-------- RECORDS SHOWN --------

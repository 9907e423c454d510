//! Decoration Entity
//!
//! A bookable decoration service listing. Prices are major currency units.

use bson::oid::ObjectId;
use bson::serde_helpers::chrono_datetime_as_bson_datetime_optional;
use chrono::{DateTime, Utc};
use rust_decimal::Decimal;
use serde::{Deserialize, Serialize};

#[derive(Debug, Clone, Serialize, Deserialize)]
#[serde(rename_all = "camelCase")]
pub struct Decoration {
    #[serde(rename = "_id", skip_serializing_if = "Option::is_none")]
    pub id: Option<ObjectId>,

    pub name: String,

    #[serde(default)]
    pub category: String,

    #[serde(default)]
    pub description: String,

    #[serde(with = "rust_decimal::serde::float")]
    pub price: Decimal,

    #[serde(default, skip_serializing_if = "Option::is_none")]
    pub image: Option<String>,

    #[serde(
        rename = "created_at",
        default,
        skip_serializing_if = "Option::is_none",
        with = "chrono_datetime_as_bson_datetime_optional"
    )]
    pub created_at: Option<DateTime<Utc>>,

    #[serde(default, skip_serializing_if = "Option::is_none", with = "chrono_datetime_as_bson_datetime_optional")]
    pub updated_at: Option<DateTime<Utc>>,
}

impl Decoration {
    pub fn new(name: impl Into<String>, category: impl Into<String>, price: Decimal) -> Self {
        Self {
            id: None,
            name: name.into(),
            category: category.into(),
            description: String::new(),
            price,
            image: None,
            created_at: Some(Utc::now()),
            updated_at: None,
        }
    }

    pub fn with_description(mut self, description: impl Into<String>) -> Self {
        self.description = description.into();
        self
    }

    pub fn id_hex(&self) -> String {
        self.id.map(|id| id.to_hex()).unwrap_or_default()
    }
}

/// Listing filter for `GET /decorations`
#[derive(Debug, Clone, Default)]
pub struct DecorationFilter {
    /// Exact category, case-insensitive
    pub category: Option<String>,
    /// Substring of the name, case-insensitive
    pub search: Option<String>,
}

impl DecorationFilter {
    pub fn matches(&self, decoration: &Decoration) -> bool {
        if let Some(category) = &self.category {
            if !decoration.category.eq_ignore_ascii_case(category) {
                return false;
            }
        }
        if let Some(search) = &self.search {
            if !decoration.name.to_lowercase().contains(&search.to_lowercase()) {
                return false;
            }
        }
        true
    }
}

#[cfg(test)]
mod tests {
    use super::*;

    #[test]
    fn test_price_is_stored_as_double() {
        let decoration = Decoration::new("Wedding Stage", "wedding", Decimal::new(4995, 1));
        let doc = bson::to_document(&decoration).unwrap();
        assert_eq!(doc.get_f64("price").unwrap(), 499.5);
        assert!(doc.get_datetime("created_at").is_ok());
    }

    #[test]
    fn test_integer_price_deserializes() {
        let doc = bson::doc! { "name": "Birthday Balloons", "category": "birthday", "price": 120 };
        let decoration: Decoration = bson::from_document(doc).unwrap();
        assert_eq!(decoration.price, Decimal::new(120, 0));
        assert_eq!(decoration.description, "");
    }

    #[test]
    fn test_filter_matching() {
        let decoration = Decoration::new("Rustic Wedding Arch", "Wedding", Decimal::new(300, 0));

        let by_category = DecorationFilter { category: Some("wedding".into()), search: None };
        assert!(by_category.matches(&decoration));

        let by_search = DecorationFilter { category: None, search: Some("ARCH".into()) };
        assert!(by_search.matches(&decoration));

        let miss = DecorationFilter { category: Some("birthday".into()), search: None };
        assert!(!miss.matches(&decoration));
    }
}
//! Common API types and utilities

use bson::oid::ObjectId;
use utoipa::ToSchema;
use serde::Serialize;

use crate::shared::error::PlatformError;

/// Success response with optional message
#[derive(Debug, Serialize, ToSchema)]
pub struct SuccessResponse {
    pub success: bool,
    #[serde(skip_serializing_if = "Option::is_none")]
    pub message: Option<String>,
}

impl SuccessResponse {
    pub fn ok() -> Self {
        Self {
            success: true,
            message: None,
        }
    }
}

/// Insert acknowledgement carrying the new document id
#[derive(Debug, Serialize, ToSchema)]
#[serde(rename_all = "camelCase")]
pub struct CreatedResponse {
    pub success: bool,
    #[serde(skip_serializing_if = "Option::is_none")]
    pub message: Option<String>,
    pub inserted_id: String,
}

impl CreatedResponse {
    pub fn new(inserted_id: impl Into<String>) -> Self {
        Self {
            success: true,
            message: None,
            inserted_id: inserted_id.into(),
        }
    }

    pub fn with_message(inserted_id: impl Into<String>, message: impl Into<String>) -> Self {
        Self {
            success: true,
            message: Some(message.into()),
            inserted_id: inserted_id.into(),
        }
    }
}

/// Parse a 24-char hex id from a path or body field
pub fn parse_object_id(id: &str) -> Result<ObjectId, PlatformError> {
    ObjectId::parse_str(id.trim()).map_err(|_| PlatformError::InvalidId(id.to_string()))
}

/// Trimmed value, or `None` when missing or blank
pub fn non_blank(value: Option<&str>) -> Option<&str> {
    value.map(str::trim).filter(|v| !v.is_empty())
}
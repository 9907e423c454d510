//! Decora Platform
//!
//! Backend for a decoration booking marketplace:
//! - Decoration listings with category and name search
//! - Bookings, decorator assignment and the booking status workflow
//! - Hosted checkout with idempotent payment confirmation
//! - Decorator promotion requests and availability lookup
//! - Identity-provider bearer tokens and an admin role guard
//!
//! ## Module Organization (Aggregate-based)
//!
//! Each aggregate contains:
//! - `entity` - Domain entities
//! - `repository` - Data access
//! - `api` - REST endpoints
//! - `operations` - Use case operations

// Aggregates
pub mod user;
pub mod decoration;
pub mod booking;
pub mod promotion;
pub mod decorator;
pub mod payment;

// Authentication & authorization
pub mod auth;

// Shared infrastructure
pub mod shared;
pub mod app;

// Cross-cutting concerns
pub mod usecase;
pub mod seed;

// Re-export common types from shared
pub use shared::error::{PlatformError, Result};
pub use shared::stores::Repositories;
pub use app::{build_platform, PlatformApp, PlatformServices};

// Re-export use case infrastructure
pub use usecase::{ExecutionContext, UseCaseError, UseCaseResult, Workflow};

// Re-export main entity types for convenience
pub use user::entity::{User, UserRole, WorkStatus, WorkingDate};
pub use decoration::entity::Decoration;
pub use booking::entity::{AssignedDecorator, Booking, CustomerInfo};
pub use promotion::entity::{PromotionRequest, RequestStatus};

// Re-export repositories
pub use user::repository::UserRepository;
pub use decoration::repository::DecorationRepository;
pub use booking::repository::BookingRepository;
pub use promotion::repository::PromotionRequestRepository;

// Re-export services
pub use auth::{AuthContext, AuthorizationService, FirebaseTokenVerifier, IdentityVerifier, StaticTokenVerifier};
pub use payment::{CheckoutSettings, PaymentGateway, SimulatedGateway, StripeConfig, StripeGateway};
pub use seed::DevDataSeeder;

--------

• **REQUIRED WORK**
The data above needs to be retyped in full, exactly as given.

• **RESPONSE TO THE EXERCISE**
repository 9907e423c454d510
//! Decoration Entity
//!
//! A bookable decoration service listing. Prices are major currency units.

use bson::oid::ObjectId;
use bson::serde_helpers::chrono_datetime_as_bson_datetime_optional;
use chrono::{DateTime, Utc};
use rust_decimal::Decimal;
use serde::{Deserialize, Serialize};

#[derive(Debug, Clone, Serialize, Deserialize)]
#[serde(rename_all = "camelCase")]
pub struct Decoration {
    #[serde(rename = "_id", skip_serializing_if = "Option::is_none")]
    pub id: Option<ObjectId>,

    pub name: String,

    #[serde(default)]
    pub category: String,

    #[serde(default)]
    pub description: String,

    #[serde(with = "rust_decimal::serde::float")]
    pub price: Decimal,

    #[serde(default, skip_serializing_if = "Option::is_none")]
    pub image: Option<String>,

    #[serde(
        rename = "created_at",
        default,
        skip_serializing_if = "Option::is_none",
        with = "chrono_datetime_as_bson_datetime_optional"
    )]
    pub created_at: Option<DateTime<Utc>>,

    #[serde(default, skip_serializing_if = "Option::is_none", with = "chrono_datetime_as_bson_datetime_optional")]
    pub updated_at: Option<DateTime<Utc>>,
}

impl Decoration {
    pub fn new(name: impl Into<String>, category: impl Into<String>, price: Decimal) -> Self {
        Self {
            id: None,
            name: name.into(),
            category: category.into(),
            description: String::new(),
            price,
            image: None,
            created_at: Some(Utc::now()),
            updated_at: None,
        }
    }

    pub fn with_description(mut self, description: impl Into<String>) -> Self {
        self.description = description.into();
        self
    }

    pub fn id_hex(&self) -> String {
        self.id.map(|id| id.to_hex()).unwrap_or_default()
    }
}

/// Listing filter for `GET /decorations`
#[derive(Debug, Clone, Default)]
pub struct DecorationFilter {
    /// Exact category, case-insensitive
    pub category: Option<String>,
    /// Substring of the name, case-insensitive
    pub search: Option<String>,
}

impl DecorationFilter {
    pub fn matches(&self, decoration: &Decoration) -> bool {
        if let Some(category) = &self.category {
            if !decoration.category.eq_ignore_ascii_case(category) {
                return false;
            }
        }
        if let Some(search) = &self.search {
            if !decoration.name.to_lowercase().contains(&search.to_lowercase()) {
                return false;
            }
        }
        true
    }
}

#[cfg(test)]
mod tests {
    use super::*;

    #[test]
    fn test_price_is_stored_as_double() {
        let decoration = Decoration::new("Wedding Stage", "wedding", Decimal::new(4995, 1));
        let doc = bson::to_document(&decoration).unwrap();
        assert_eq!(doc.get_f64("price").unwrap(), 499.5);
        assert!(doc.get_datetime("created_at").is_ok());
    }

    #[test]
    fn test_integer_price_deserializes() {
        let doc = bson::doc! { "name": "Birthday Balloons", "category": "birthday", "price": 120 };
        let decoration: Decoration = bson::from_document(doc).unwrap();
        assert_eq!(decoration.price, Decimal::new(120, 0));
        assert_eq!(decoration.description, "");
    }

    #[test]
    fn test_filter_matching() {
        let decoration = Decoration::new("Rustic Wedding Arch", "Wedding", Decimal::new(300, 0));

        let by_category = DecorationFilter { category: Some("wedding".into()), search: None };
        assert!(by_category.matches(&decoration));

        let by_search = DecorationFilter { category: None, search: Some("ARCH".into()) };
        assert!(by_search.matches(&decoration));

        let miss = DecorationFilter { category: Some("birthday".into()), search: None };
        assert!(!miss.matches(&decoration));
    }
}
//! Common API types and utilities

use bson::oid::ObjectId;
use utoipa::ToSchema;
use serde::Serialize;

use crate::shared::error::PlatformError;

/// Success response with optional message
#[derive(Debug, Serialize, ToSchema)]
pub struct SuccessResponse {
    pub success: bool,
    #[serde(skip_serializing_if = "Option::is_none")]
    pub message: Option<String>,
}

impl SuccessResponse {
    pub fn ok() -> Self {
        Self {
            success: true,
            message: None,
        }
    }
}

/// Insert acknowledgement carrying the new document id
#[derive(Debug, Serialize, ToSchema)]
#[serde(rename_all = "camelCase")]
pub struct CreatedResponse {
    pub success: bool,
    #[serde(skip_serializing_if = "Option::is_none")]
    pub message: Option<String>,
    pub inserted_id: String,
}

impl CreatedResponse {
    pub fn new(inserted_id: impl Into<String>) -> Self {
        Self {
            success: true,
            message: None,
            inserted_id: inserted_id.into(),
        }
    }

    pub fn with_message(inserted_id: impl Into<String>, message: impl Into<String>) -> Self {
        Self {
            success: true,
            message: Some(message.into()),
            inserted_id: inserted_id.into(),
        }
    }
}

/// Parse a 24-char hex id from a path or body field
pub fn parse_object_id(id: &str) -> Result<ObjectId, PlatformError> {
    ObjectId::parse_str(id.trim()).map_err(|_| PlatformError::InvalidId(id.to_string()))
}

/// Trimmed value, or `None` when missing or blank
pub fn non_blank(value: Option<&str>) -> Option<&str> {
    value.map(str::trim).filter(|v| !v.is_empty())
}
repository 9907e423c454d510
//! Decora Platform
//!
//! Backend for a decoration booking marketplace:
//! - Decoration listings with category and name search
//! - Bookings, decorator assignment and the booking status workflow
//! - Hosted checkout with idempotent payment confirmation
//! - Decorator promotion requests and availability lookup
//! - Identity-provider bearer tokens and an admin role guard
//!
//! ## Module Organization (Aggregate-based)
//!
//! Each aggregate contains:
//! - `entity` - Domain entities
//! - `repository` - Data access
//! - `api` - REST endpoints
//! - `operations` - Use case operations

// Aggregates
pub mod user;
pub mod decoration;
pub mod booking;
pub mod promotion;
pub mod decorator;
pub mod payment;

// Authentication & authorization
pub mod auth;

// Shared infrastructure
pub mod shared;
pub mod app;

// Cross-cutting concerns
pub mod usecase;
pub mod seed;

// Re-export common types from shared
pub use shared::error::{PlatformError, Result};
pub use shared::stores::Repositories;
pub use app::{build_platform, PlatformApp, PlatformServices};

// Re-export use case infrastructure
pub use usecase::{ExecutionContext, UseCaseError, UseCaseResult, Workflow};

// Re-export main entity types for convenience
pub use user::entity::{User, UserRole, WorkStatus, WorkingDate};
pub use decoration::entity::Decoration;
pub use booking::entity::{AssignedDecorator, Booking, CustomerInfo};
pub use promotion::entity::{PromotionRequest, RequestStatus};

// Re-export repositories
pub use user::repository::UserRepository;
pub use decoration::repository::DecorationRepository;
pub use booking::repository::BookingRepository;
pub use promotion::repository::PromotionRequestRepository;

// Re-export services
pub use auth::{AuthContext, AuthorizationService, FirebaseTokenVerifier, IdentityVerifier, StaticTokenVerifier};
pub use payment::{CheckoutSettings, PaymentGateway, SimulatedGateway, StripeConfig, StripeGateway};
pub use seed::DevDataSeeder;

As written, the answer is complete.